- What you need to do
Look through the data below and extract, unchanged, the lines from the one that contains "use super::options;" to the one that contains "assert_eq!(nested.len(), 1);", both included.

(Saved data entries)

◇ ◇ ◇ ◇ ◇

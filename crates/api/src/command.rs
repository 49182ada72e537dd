use twilight_model::{
    application::command::{CommandOption, CommandOptionType, CommandOptionValue},
    id::{
        marker::{ApplicationMarker, GuildMarker},
        Id,
    },
};

fn option(kind: CommandOptionType, name: &str, description: &str) -> CommandOption {
    CommandOption {
        autocomplete: None,
        channel_types: None,
        choices: None,
        description: description.into(),
        description_localizations: None,
        kind,
        max_length: None,
        max_value: None,
        min_length: None,
        min_value: None,
        name: name.into(),
        name_localizations: None,
        options: None,
        required: None,
    }
}

/// Subcommands of `/poll`.
pub fn options() -> Vec<CommandOption> {
    let num_choices = CommandOption {
        required: Some(true),
        min_value: Some(CommandOptionValue::Number(2.0)),
        max_value: Some(CommandOptionValue::Number(5.0)),
        ..option(CommandOptionType::Number, "num_choices", "Number of options between 2 and 5")
    };
    let simple = CommandOption {
        options: Some(vec![num_choices]),
        ..option(CommandOptionType::SubCommand, "simple", "Poll where you can set the choices")
    };
    let user = CommandOption {
        options: Some(Vec::new()),
        ..option(CommandOptionType::SubCommand, "user", "Poll where the choices are users in the server")
    };
    vec![simple, user]
}

/// Registers `/poll`. With a guild, the command is registered there and the
/// global commands are cleared.
pub async fn register(
    client: &twilight_http::Client,
    app: Id<ApplicationMarker>,
    guild: Option<Id<GuildMarker>>,
) -> Result<(), twilight_http::Error> {
    let options = options();
    let interaction = client.interaction(app);
    match guild {
        Some(guild) => {
            interaction
                .create_guild_command(guild)
                .chat_input("poll", "Create a poll")
                .command_options(&options)
                .await?;
            interaction.set_global_commands(&[]).await?;
            log::info!("registered /poll in guild {guild}");
        }
        None => {
            interaction.create_global_command().chat_input("poll", "Create a poll").command_options(&options).await?;
            log::info!("registered /poll globally");
        }
    }
    Ok(())
}

#[cfg(test)]
mod tests {
    use super::options;
    use twilight_model::application::command::CommandOptionType;

    #[test]
    fn subcommands() {
        let options = options();
        let names: Vec<_> = options.iter().map(|option| option.name.as_str()).collect();
        assert_eq!(names, ["simple", "user"]);
        assert!(options.iter().all(|option| option.kind == CommandOptionType::SubCommand));

        let nested = options[0].options.as_deref().unwrap();
        assert_eq!(nested.len(), 1);
        assert_eq!(nested[0].name, "num_choices");
        assert_eq!(nested[0].kind, CommandOptionType::Number);
        assert_eq!(nested[0].required, Some(true));
    }
}
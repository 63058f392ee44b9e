//! Typed trade requests.
//!
//! `*Payload` types mirror what the web client sends: every field optional,
//! numbers possibly quoted, legacy field names accepted as aliases. They are
//! converted into `*Order` types, which the engine accepts, via `TryFrom`.
//! Conversion is where missing and malformed fields are rejected.

use pt_schemas::money::coerce_decimal;
use rust_decimal::Decimal;
use serde::Deserialize;
use serde_json::Value;

use crate::TradeError;

// ---------------------------------------------------------------------------
// Wire payloads
// ---------------------------------------------------------------------------

#[derive(Debug, Clone, Default, Deserialize)]
pub struct BuyPayload {
    #[serde(default, alias = "uid")]
    pub account_id: Option<String>,
    #[serde(default)]
    pub symbol: Option<String>,
    #[serde(default)]
    pub quantity: Option<Value>,
    /// Price the client saw; profit/loss is measured against it.
    #[serde(default, alias = "price")]
    pub reference_price: Option<Value>,
}

#[derive(Debug, Clone, Default, Deserialize)]
pub struct SellPayload {
    #[serde(default, alias = "uid")]
    pub account_id: Option<String>,
    #[serde(default)]
    pub symbol: Option<String>,
    #[serde(default)]
    pub quantity: Option<Value>,
    #[serde(default, alias = "price")]
    pub reference_price: Option<Value>,
    #[serde(default, alias = "totalValue")]
    pub total_value: Option<Value>,
    /// Client clock, stored verbatim.
    #[serde(default)]
    pub timestamp: Option<Value>,
}

#[derive(Debug, Clone, Default, Deserialize)]
pub struct RegisterPayload {
    #[serde(default, alias = "uid")]
    pub account_id: Option<String>,
    #[serde(default)]
    pub name: Option<String>,
    #[serde(default)]
    pub email: Option<String>,
}

// ---------------------------------------------------------------------------
// Validated orders
// ---------------------------------------------------------------------------

#[derive(Debug, Clone, PartialEq, Eq)]
pub struct BuyOrder {
    pub account_id: String,
    pub symbol: String,
    /// Strictly positive.
    pub quantity: Decimal,
    /// `None` means "use the live quote", i.e. no profit/loss.
    pub reference_price: Option<Decimal>,
}

#[derive(Debug, Clone, PartialEq)]
pub struct SellOrder {
    pub account_id: String,
    pub symbol: String,
    /// Strictly positive.
    pub quantity: Decimal,
    pub client_price: Option<Decimal>,
    pub total_value: Option<Decimal>,
    pub client_timestamp: Option<Value>,
}

#[derive(Debug, Clone, PartialEq, Eq)]
pub struct RegisterOrder {
    pub account_id: String,
    pub name: String,
    pub email: Option<String>,
}

// ---------------------------------------------------------------------------
// Field helpers
// ---------------------------------------------------------------------------

fn required_str(v: Option<String>, field: &'static str) -> Result<String, TradeError> {
    v.map(|s| s.trim().to_string())
        .filter(|s| !s.is_empty())
        .ok_or(TradeError::MissingField(field))
}

fn required_quantity(v: Option<&Value>) -> Result<Decimal, TradeError> {
    let q = v
        .and_then(coerce_decimal)
        .ok_or(TradeError::MissingField("quantity"))?;
    if q <= Decimal::ZERO {
        return Err(TradeError::InvalidQuantity { quantity: q });
    }
    Ok(q)
}

/// Absent and `null` are `None`; anything else must be numeric.
fn optional_decimal(v: Option<&Value>, field: &'static str) -> Result<Option<Decimal>, TradeError> {
    match v {
        None | Some(Value::Null) => Ok(None),
        Some(v) => coerce_decimal(v)
            .map(Some)
            .ok_or(TradeError::MissingField(field)),
    }
}

// ---------------------------------------------------------------------------
// Conversions
// ---------------------------------------------------------------------------

impl TryFrom<BuyPayload> for BuyOrder {
    type Error = TradeError;

    fn try_from(p: BuyPayload) -> Result<Self, Self::Error> {
        let account_id = required_str(p.account_id, "account_id")?;
        let symbol = required_str(p.symbol, "symbol")?;
        let quantity = required_quantity(p.quantity.as_ref())?;
        // A zero reference price is treated as absent, as older clients send 0
        // when they have no quote to show.
        let reference_price = optional_decimal(p.reference_price.as_ref(), "reference_price")?
            .filter(|r| !r.is_zero());
        if matches!(reference_price, Some(r) if r < Decimal::ZERO) {
            return Err(TradeError::MissingField("reference_price"));
        }
        Ok(Self {
            account_id,
            symbol,
            quantity,
            reference_price,
        })
    }
}

impl TryFrom<SellPayload> for SellOrder {
    type Error = TradeError;

    fn try_from(p: SellPayload) -> Result<Self, Self::Error> {
        Ok(Self {
            account_id: required_str(p.account_id, "account_id")?,
            symbol: required_str(p.symbol, "symbol")?,
            quantity: required_quantity(p.quantity.as_ref())?,
            client_price: optional_decimal(p.reference_price.as_ref(), "reference_price")?,
            total_value: optional_decimal(p.total_value.as_ref(), "total_value")?,
            client_timestamp: p.timestamp.filter(|t| !t.is_null()),
        })
    }
}

impl TryFrom<RegisterPayload> for RegisterOrder {
    type Error = TradeError;

    fn try_from(p: RegisterPayload) -> Result<Self, Self::Error> {
        Ok(Self {
            account_id: required_str(p.account_id, "account_id")?,
            name: required_str(p.name, "name")?,
            email: p
                .email
                .map(|e| e.trim().to_string())
                .filter(|e| !e.is_empty()),
        })
    }
}

#[cfg(test)]
mod tests {
    use super::*;
    use rust_decimal_macros::dec;
    use serde_json::json;

    fn buy(v: Value) -> Result<BuyOrder, TradeError> {
        BuyOrder::try_from(serde_json::from_value::<BuyPayload>(v).unwrap())
    }

    fn sell(v: Value) -> Result<SellOrder, TradeError> {
        SellOrder::try_from(serde_json::from_value::<SellPayload>(v).unwrap())
    }

    #[test]
    fn legacy_field_names_are_accepted() {
        let o = buy(json!({"uid": "u1", "symbol": "AAPL", "quantity": "10", "price": 145})).unwrap();
        assert_eq!(o.account_id, "u1");
        assert_eq!(o.quantity, dec!(10));
        assert_eq!(o.reference_price, Some(dec!(145)));

        let s = sell(json!({
            "uid": "u1", "symbol": "AAPL", "quantity": 2,
            "price": 150.5, "totalValue": "301", "timestamp": "2024-01-02T10:00:00Z"
        }))
        .unwrap();
        assert_eq!(s.client_price, Some(dec!(150.5)));
        assert_eq!(s.total_value, Some(dec!(301)));
        assert_eq!(s.client_timestamp, Some(json!("2024-01-02T10:00:00Z")));
    }

    #[test]
    fn missing_fields_are_named() {
        assert_eq!(
            buy(json!({"symbol": "AAPL", "quantity": 1})),
            Err(TradeError::MissingField("account_id"))
        );
        assert_eq!(
            buy(json!({"account_id": "u1", "symbol": "  ", "quantity": 1})),
            Err(TradeError::MissingField("symbol"))
        );
        assert_eq!(
            sell(json!({"account_id": "u1", "symbol": "AAPL"})).unwrap_err(),
            TradeError::MissingField("quantity")
        );
    }

    #[test]
    fn non_numeric_quantity_is_missing_field() {
        assert_eq!(
            buy(json!({"account_id": "u1", "symbol": "AAPL", "quantity": "ten"})),
            Err(TradeError::MissingField("quantity"))
        );
        assert_eq!(
            buy(json!({"account_id": "u1", "symbol": "AAPL", "quantity": true})),
            Err(TradeError::MissingField("quantity"))
        );
    }

    #[test]
    fn non_positive_quantity_is_invalid() {
        assert_eq!(
            buy(json!({"account_id": "u1", "symbol": "AAPL", "quantity": -3})),
            Err(TradeError::InvalidQuantity { quantity: dec!(-3) })
        );
        assert!(matches!(
            sell(json!({"account_id": "u1", "symbol": "AAPL", "quantity": "0"})),
            Err(TradeError::InvalidQuantity { .. })
        ));
    }

    #[test]
    fn zero_or_null_reference_price_means_live_quote() {
        let o = buy(json!({"account_id": "u1", "symbol": "AAPL", "quantity": 1, "price": 0})).unwrap();
        assert_eq!(o.reference_price, None);
        let o = buy(json!({"account_id": "u1", "symbol": "AAPL", "quantity": 1, "price": null})).unwrap();
        assert_eq!(o.reference_price, None);
        assert_eq!(
            buy(json!({"account_id": "u1", "symbol": "AAPL", "quantity": 1, "price": "abc"})),
            Err(TradeError::MissingField("reference_price"))
        );
    }

    #[test]
    fn register_requires_id_and_name() {
        let p: RegisterPayload =
            serde_json::from_value(json!({"uid": "u9", "name": "Ada", "email": ""})).unwrap();
        let o = RegisterOrder::try_from(p).unwrap();
        assert_eq!(o.account_id, "u9");
        assert_eq!(o.email, None);

        let p: RegisterPayload = serde_json::from_value(json!({"uid": "u9"})).unwrap();
        assert_eq!(
            RegisterOrder::try_from(p),
            Err(TradeError::MissingField("name"))
        );
    }
}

◇ ◇ ◇ ◇ ◇

- Result of this exercise
    use super::options;
    use twilight_model::application::command::CommandOptionType;

    #[test]
    fn subcommands() {
        let options = options();
        let names: Vec<_> = options.iter().map(|option| option.name.as_str()).collect();
        assert_eq!(names, ["simple", "user"]);
        assert!(options.iter().all(|option| option.kind == CommandOptionType::SubCommand));

        let nested = options[0].options.as_deref().unwrap();
        assert_eq!(nested.len(), 1);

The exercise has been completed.